TASK DATA START
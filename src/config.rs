//! Tunable policy for structure generation.

use serde::{Deserialize, Serialize};

use crate::mol::MAX_RESONANCE;

/// How many bonds a halogen may form when it is the central atom.
///
/// Period-2 fluorine never expands; this only applies from chlorine down.
#[derive(Debug, Clone, Copy, PartialEq, Eq, Hash, Default, Serialize, Deserialize)]
#[serde(rename_all = "snake_case")]
pub enum HalogenValence {
    /// Up to four bonds (ClF3, ICl4-), but not BrF5 or IF7.
    Restricted,
    /// Up to seven bonds, one per valence electron.
    #[default]
    Expanded,
}

impl HalogenValence {
    pub fn ceiling(self) -> u8 {
        match self {
            HalogenValence::Restricted => 4,
            HalogenValence::Expanded => 7,
        }
    }
}

#[derive(Debug, Clone, PartialEq, Eq, Serialize, Deserialize)]
#[serde(default)]
pub struct Config {
    pub halogen_valence: HalogenValence,
    /// Upper bound on resonance contributors; clamped to `1..=MAX_RESONANCE`.
    pub max_resonance: usize,
}

impl Config {
    pub fn resonance_cap(&self) -> usize {
        self.max_resonance.clamp(1, MAX_RESONANCE)
    }
}

impl Default for Config {
    fn default() -> Self {
        Self {
            halogen_valence: HalogenValence::default(),
            max_resonance: MAX_RESONANCE,
        }
    }
}

#[cfg(test)]
mod tests {
    use super::*;

    #[test]
    fn default_policy() {
        let config = Config::default();
        assert_eq!(config.halogen_valence, HalogenValence::Expanded);
        assert_eq!(config.resonance_cap(), MAX_RESONANCE);
    }

    #[test]
    fn resonance_cap_is_clamped() {
        let mut config = Config {
            max_resonance: 0,
            ..Config::default()
        };
        assert_eq!(config.resonance_cap(), 1);
        config.max_resonance = 100;
        assert_eq!(config.resonance_cap(), MAX_RESONANCE);
    }

    #[test]
    fn deserialize_partial() {
        let config: Config = serde_json::from_str(r#"{"halogen_valence":"restricted"}"#).unwrap();
        assert_eq!(config.halogen_valence, HalogenValence::Restricted);
        assert_eq!(config.max_resonance, MAX_RESONANCE);
    }
}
TASK DATA END
[WHAT TO DO]: For the entries shown above, tally every line containing the word "impl". Report the tally and nothing else.

[SOLUTION FOR THIS PROBLEM]: 3